Conseil constitutionnel

Décision n° 2024-1124 QPC du 28 février 2025

28/02/2025

Conformité

LE CONSEIL CONSTITUTIONNEL A ÉTÉ SAISI le 6 décembre 2024 par la Cour de cassation (chambre criminelle, arrêt n° 1675 du 4 décembre 2024), dans les conditions prévues à l’article 61-1 de la Constitution, d’une question prioritaire de constitutionnalité. Cette question a été posée pour M. Bekim H. par Me Florian Medico, avocat au barreau de Montpellier. Elle a été enregistrée au secrétariat général du Conseil constitutionnel sous le n° 2024-1124 QPC. Elle est relative à la conformité aux droits et libertés que la Constitution garantit de l’article 60 du code des douanes, dans sa rédaction résultant de la loi n° 2023-610 du 18 juillet 2023 visant à donner à la douane les moyens de faire face aux nouvelles menaces, ainsi que du 1° de l’article 60‑1 du même code, dans sa rédaction issue de la même loi.

Au vu des textes suivants :

– la Constitution ;

– l’ordonnance n° 58-1067 du 7 novembre 1958 portant loi organique sur le Conseil constitutionnel ;

– le code des douanes ;

– la loi n° 2023-610 du 18 juillet 2023 visant à donner à la douane les moyens de faire face aux nouvelles menaces ;

– le règlement du 4 février 2010 sur la procédure suivie devant le Conseil constitutionnel pour les questions prioritaires de constitutionnalité ;

Au vu des pièces suivantes :

– les observations en intervention présentées pour MM. Darin P. et Iova C. par Me Cyril Caron, avocat au barreau de Montpellier, enregistrées le 20 décembre 2024 ; 

– les observations présentées par le Premier ministre, enregistrées le 26 décembre 2024 ;

– les autres pièces produites et jointes au dossier ;

Après avoir entendu Me Caron, pour les parties intervenantes, et M. Benoît Camguilhem, désigné par le Premier ministre, à l’audience publique du 11 février 2025 ;

Et après avoir entendu le rapporteur ;  

LE CONSEIL CONSTITUTIONNEL S’EST FONDÉ SUR CE QUI SUIT :

1. L’article 60 du code des douanes, dans sa rédaction résultant de la loi du 18 juillet 2023 mentionnée ci-dessus, prévoit :

« Les agents des douanes peuvent procéder à la visite des marchandises, des moyens de transport et des personnes dans les conditions prévues au présent article et aux articles 60-1 à 60-10. Les mêmes articles 60-1 à 60-10 sont applicables pour la mise en œuvre :

« 1° Du présent code et en vue de la recherche de la fraude ;

« 2° Du règlement (UE) n° 952/2013 du Parlement européen et du Conseil du 9 octobre 2013 établissant le code des douanes de l’Union et de ses règlements d’application ;

« 3° Du règlement (UE) 2018/1672 du Parlement européen et du Conseil du 23 octobre 2018 relatif aux contrôles de l’argent liquide entrant dans l’Union ou sortant de l’Union et abrogeant le règlement (CE) n° 1889/2005 ;

« 4° Du chapitre II du titre V du livre Ier du code monétaire et financier ».

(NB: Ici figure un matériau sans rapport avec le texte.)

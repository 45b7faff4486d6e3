//! `rekap-core`: shared record types and the store contract.
//!
//! No IO here: the CSV accessor lives in `rekap-io`, the merge in `rekap-recon`.

pub mod field;
pub mod policy;
pub mod record;
pub mod store;
pub mod table;

pub use field::Field;
pub use policy::{MergePolicy, ValidationMode};
pub use record::{canonical_id, format_score, parse_score, Record};
pub use store::{MemoryStore, RecordStore, StoreError};
pub use table::{Column, StoreTable};
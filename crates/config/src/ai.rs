// AI configuration and secrets management
//
// API keys are looked up in:
// 1. System keychain (preferred)
// 2. Environment variables (fallback for CI/headless)
//
// Keys are NEVER stored in settings.json

use std::env;
use std::time::Duration;

use crate::settings::{AIProvider, AISettings};

/// Service name for keychain storage
#[cfg(feature = "keychain")]
const KEYCHAIN_SERVICE: &str = "rekap";

/// Source of an API key
#[derive(Debug, Clone, Copy, PartialEq, Eq)]
pub enum KeySource {
    /// Key retrieved from system keychain
    Keychain,
    /// Key retrieved from environment variable
    Environment,
    /// No key found
    None,
}

impl KeySource {
    pub fn as_str(&self) -> &'static str {
        match self {
            KeySource::Keychain => "keychain",
            KeySource::Environment => "environment",
            KeySource::None => "none",
        }
    }
}

/// Result of key lookup
#[derive(Debug, Clone)]
pub struct KeyLookup {
    pub key: Option<String>,
    pub source: KeySource,
}

/// Get the environment variable name for a provider
pub fn env_var_name(provider: &str) -> String {
    format!("REKAP_{}_KEY", provider.to_uppercase())
}

/// Get the keychain account name for a provider
#[cfg_attr(not(feature = "keychain"), allow(dead_code))]
fn keychain_account(provider: &str) -> String {
    format!("ai/{}", provider.to_lowercase())
}

/// Get an API key for the specified provider
///
/// Checks in order:
/// 1. System keychain
/// 2. Environment variable (REKAP_OPENAI_KEY, etc.)
pub fn get_api_key(provider: &str) -> KeyLookup {
    #[cfg(feature = "keychain")]
    {
        if let Ok(entry) = keyring::Entry::new(KEYCHAIN_SERVICE, &keychain_account(provider)) {
            if let Ok(key) = entry.get_password() {
                return KeyLookup {
                    key: Some(key),
                    source: KeySource::Keychain,
                };
            }
        }
    }

    let env_name = env_var_name(provider);
    if let Ok(key) = env::var(&env_name) {
        if !key.is_empty() {
            return KeyLookup {
                key: Some(key),
                source: KeySource::Environment,
            };
        }
    }

    KeyLookup {
        key: None,
        source: KeySource::None,
    }
}

/// Store an API key in the system keychain
#[cfg(feature = "keychain")]
pub fn set_api_key(provider: &str, key: &str) -> Result<(), String> {
    let entry = keyring::Entry::new(KEYCHAIN_SERVICE, &keychain_account(provider))
        .map_err(|e| format!("Failed to create keychain entry: {}", e))?;

    entry
        .set_password(key)
        .map_err(|e| format!("Failed to store key in keychain: {}", e))
}

#[cfg(not(feature = "keychain"))]
pub fn set_api_key(_provider: &str, _key: &str) -> Result<(), String> {
    Err("Keychain support not enabled. Set REKAP_<PROVIDER>_KEY environment variable instead.".to_string())
}

/// Check if keychain support is available
pub fn keychain_available() -> bool {
    #[cfg(feature = "keychain")]
    {
        keyring::Entry::new(KEYCHAIN_SERVICE, "test").is_ok()
    }
    #[cfg(not(feature = "keychain"))]
    {
        false
    }
}

// ============================================================================
// Resolved AI Configuration (single source of truth)
// ============================================================================

/// Status of the AI configuration
#[derive(Debug, Clone, Copy, PartialEq, Eq)]
pub enum AIConfigStatus {
    /// Extraction is disabled (provider = none)
    Disabled,
    /// Configuration is usable
    Ready,
    /// Provider needs an API key and none was found
    MissingKey,
}

impl AIConfigStatus {
    pub fn as_str(&self) -> &'static str {
        match self {
            Self::Disabled => "disabled",
            Self::Ready => "ready",
            Self::MissingKey => "missing_key",
        }
    }

    pub fn is_ready(&self) -> bool {
        matches!(self, Self::Ready)
    }
}

/// The effective AI configuration, fully resolved from settings, flags
/// and the key store.
#[derive(Debug, Clone)]
pub struct ResolvedAIConfig {
    pub provider: AIProvider,
    /// Effective model (resolved from settings or provider default)
    pub model: String,
    /// Base URL of the provider API
    pub endpoint: String,
    /// Per-call timeout
    pub timeout: Duration,
    /// API key (if available and provider needs one)
    pub api_key: Option<String>,
    pub key_source: KeySource,
    pub status: AIConfigStatus,
    /// Human-readable reason if not ready
    pub blocking_reason: Option<String>,
}

impl ResolvedAIConfig {
    /// Resolve the effective AI configuration from settings.
    pub fn from_settings(settings: &AISettings) -> Self {
        let provider = settings.provider;
        let timeout = Duration::from_secs(settings.timeout_secs.max(1));

        if !provider.is_enabled() {
            return Self {
                provider,
                model: String::new(),
                endpoint: String::new(),
                timeout,
                api_key: None,
                key_source: KeySource::None,
                status: AIConfigStatus::Disabled,
                blocking_reason: Some("provider=none".to_string()),
            };
        }

        let model = settings.effective_model().to_string();
        let endpoint = settings.effective_endpoint().to_string();

        let (api_key, key_source, status, blocking_reason) = if provider.needs_api_key() {
            let lookup = get_api_key(provider.name());
            match lookup.key {
                Some(key) => (Some(key), lookup.source, AIConfigStatus::Ready, None),
                None => (
                    None,
                    KeySource::None,
                    AIConfigStatus::MissingKey,
                    Some(format!(
                        "No API key found. Set via keychain or {}",
                        env_var_name(provider.name())
                    )),
                ),
            }
        } else {
            // Local provider doesn't need a key
            (None, KeySource::None, AIConfigStatus::Ready, None)
        };

        Self {
            provider,
            model,
            endpoint,
            timeout,
            api_key,
            key_source,
            status,
            blocking_reason,
        }
    }

    /// Provider display name
    pub fn provider_name(&self) -> &'static str {
        self.provider.name()
    }
}

// ============================================================================
// Diagnostics (for CLI doctor and debugging)
// ============================================================================

/// Diagnostic information about AI configuration
#[derive(Debug)]
pub struct AIDiagnostics {
    pub provider: String,
    pub model: String,
    pub status: AIConfigStatus,
    pub key_present: bool,
    pub key_source: KeySource,
    pub keychain_available: bool,
    pub endpoint: String,
    pub timeout_secs: u64,
    pub blocking_reason: Option<String>,
}

impl AIDiagnostics {
    pub fn from_resolved(config: &ResolvedAIConfig) -> Self {
        Self {
            provider: config.provider.name().to_string(),
            model: config.model.clone(),
            status: config.status,
            key_present: config.api_key.is_some(),
            key_source: config.key_source,
            keychain_available: keychain_available(),
            endpoint: config.endpoint.clone(),
            timeout_secs: config.timeout.as_secs(),
            blocking_reason: config.blocking_reason.clone(),
        }
    }

    pub fn to_json(&self) -> serde_json::Value {
        serde_json::json!({
            "schema_version": 1,
            "status": self.status.as_str(),
            "blocking_reason": self.blocking_reason,
            "provider": self.provider,
            "model": self.model,
            "endpoint": self.endpoint,
            "timeout_secs": self.timeout_secs,
            "key": if self.key_present { "present" } else { "missing" },
            "key_source": self.key_source.as_str(),
            "keychain": if self.keychain_available { "ok" } else { "unavailable" },
        })
    }
}

impl std::fmt::Display for AIDiagnostics {
    fn fmt(&self, f: &mut std::fmt::Formatter<'_>) -> std::fmt::Result {
        writeln!(f, "AI Configuration")?;
        writeln!(f, "──────────────────────────────")?;
        writeln!(f, "Provider:          {}", self.provider)?;
        writeln!(f, "Status:            {}", self.status.as_str())?;
        if let Some(reason) = &self.blocking_reason {
            writeln!(f, "Reason:            {}", reason)?;
        }
        writeln!(f, "Model:             {}", self.model)?;
        writeln!(f, "Endpoint:          {}", self.endpoint)?;
        writeln!(f, "Timeout:           {}s", self.timeout_secs)?;
        writeln!(f, "Key present:       {}", if self.key_present { "yes" } else { "no" })?;
        writeln!(f, "Key source:        {}", self.key_source.as_str())?;
        writeln!(f, "Keychain available:{}", if self.keychain_available { "yes" } else { "no" })?;
        Ok(())
    }
}
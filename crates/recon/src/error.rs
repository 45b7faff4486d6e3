use std::fmt;

use rekap_core::StoreError;

#[derive(Debug)]
pub enum MergeError {
    /// Existing store could not be read. Nothing was written.
    Load(StoreError),
    /// Merged table could not be written. The previous file is intact.
    Save(StoreError),
}

impl MergeError {
    pub fn store_error(&self) -> &StoreError {
        match self {
            Self::Load(e) | Self::Save(e) => e,
        }
    }

    pub fn is_corrupt(&self) -> bool {
        matches!(self, Self::Load(StoreError::Corrupt { .. }))
    }
}

impl fmt::Display for MergeError {
    fn fmt(&self, f: &mut fmt::Formatter<'_>) -> fmt::Result {
        match self {
            Self::Load(e) => write!(f, "cannot load store: {e}"),
            Self::Save(e) => write!(f, "cannot save store: {e}"),
        }
    }
}

impl std::error::Error for MergeError {
    fn source(&self) -> Option<&(dyn std::error::Error + 'static)> {
        Some(self.store_error())
    }
}
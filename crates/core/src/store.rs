// Store contract shared by the CSV accessor and the reconciliation engine.

use std::fmt;

use crate::table::StoreTable;

#[derive(Debug, Clone, PartialEq, Eq)]
pub enum StoreError {
    /// The store exists but is not a table with an id column.
    Corrupt { location: String, reason: String },
    /// Read or write failure. A failed write never leaves a partial file.
    Io(String),
}

impl fmt::Display for StoreError {
    fn fmt(&self, f: &mut fmt::Formatter<'_>) -> fmt::Result {
        match self {
            Self::Corrupt { location, reason } => {
                write!(f, "store '{location}' is corrupt: {reason}")
            }
            Self::Io(msg) => write!(f, "store IO error: {msg}"),
        }
    }
}

impl std::error::Error for StoreError {}

/// Whole-table persistence. No partial reads or appends.
pub trait RecordStore {
    fn exists(&self) -> bool;

    /// Full contents, or an empty table when the store does not exist.
    fn load(&self) -> Result<StoreTable, StoreError>;

    /// Replace the stored contents with `table`.
    fn save(&mut self, table: &StoreTable) -> Result<(), StoreError>;
}

/// In-process store, used where no file is wanted.
#[derive(Debug, Default)]
pub struct MemoryStore {
    table: Option<StoreTable>,
    saves: usize,
}

impl MemoryStore {
    pub fn new() -> Self {
        Self::default()
    }

    pub fn table(&self) -> Option<&StoreTable> {
        self.table.as_ref()
    }

    /// Number of completed `save` calls.
    pub fn saves(&self) -> usize {
        self.saves
    }
}

impl RecordStore for MemoryStore {
    fn exists(&self) -> bool {
        self.table.is_some()
    }

    fn load(&self) -> Result<StoreTable, StoreError> {
        Ok(self.table.clone().unwrap_or_default())
    }

    fn save(&mut self, table: &StoreTable) -> Result<(), StoreError> {
        self.table = Some(table.clone());
        self.saves += 1;
        Ok(())
    }
}
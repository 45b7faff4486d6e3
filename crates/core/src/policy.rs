// Tunable behavior shared between extraction, merge, and settings.

use serde::{Deserialize, Serialize};

/// Which normalized candidates survive into a batch.
#[derive(Debug, Clone, Copy, PartialEq, Eq, Default, Serialize, Deserialize)]
#[serde(rename_all = "lowercase")]
pub enum ValidationMode {
    /// Keep a candidate only if it has a valid id.
    #[default]
    Strict,
    /// Keep a candidate if it has a valid id or a name.
    Lenient,
}

impl ValidationMode {
    pub fn as_str(&self) -> &'static str {
        match self {
            Self::Strict => "strict",
            Self::Lenient => "lenient",
        }
    }
}

/// How an incoming record overwrites a stored one with the same id.
#[derive(Debug, Clone, Copy, PartialEq, Eq, Default, Serialize, Deserialize)]
#[serde(rename_all = "snake_case")]
pub enum MergePolicy {
    /// Overwrite only fields the incoming record supplies; keep the rest.
    #[default]
    FieldWise,
    /// Overwrite name, score and remark wholesale, absent values included.
    Replace,
}

impl MergePolicy {
    pub fn as_str(&self) -> &'static str {
        match self {
            Self::FieldWise => "field_wise",
            Self::Replace => "replace",
        }
    }
}
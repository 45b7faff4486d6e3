//! Library half of the `rekap` binary: the submission boundary and the
//! exit-code contract, kept out of `main.rs` so they can be tested directly.

pub mod exit_codes;
pub mod submit;

pub use submit::{Submission, SubmitFailure, SubmitStatus, Submitter};
use serde::Serialize;

/// Counts from one merge.
///
/// `added` and `updated` come from key-set difference/intersection taken
/// before mutation. A matched key counts as updated even if nothing changed;
/// `unchanged` says how many of those rows came out identical.
#[derive(Debug, Clone, Copy, Default, PartialEq, Eq, Serialize)]
pub struct MergeOutcome {
    pub added: usize,
    pub updated: usize,
    /// Batch records without a usable id (lenient-mode name-only candidates).
    pub skipped: usize,
    pub unchanged: usize,
}

impl MergeOutcome {
    pub fn is_noop(&self) -> bool {
        self.added == 0 && self.updated == 0
    }
}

2. Le 1° de l’article 60-1 du même code, dans sa rédaction issue de la même loi, prévoit que les agents des douanes peuvent procéder, à toute heure, à la visite des marchandises, des moyens de transport et des personnes se trouvant ou circulant dans : 

« La zone terrestre du rayon des douanes définie à l’article 44 ».

3. Le requérant, rejoint par les parties intervenantes, reproche à ces dispositions de permettre aux agents des douanes de procéder, dans une zone territoriale trop étendue, à des contrôles ou des visites à l’encontre de toute personne se trouvant sur la voie publique, sans raisons particulières tenant à l’existence de soupçons ou à la recherche d’une infraction, ni contrôle effectif de l’autorité judiciaire. Il en résulterait une méconnaissance de la liberté d’aller et de venir et du droit au respect de la vie privée. 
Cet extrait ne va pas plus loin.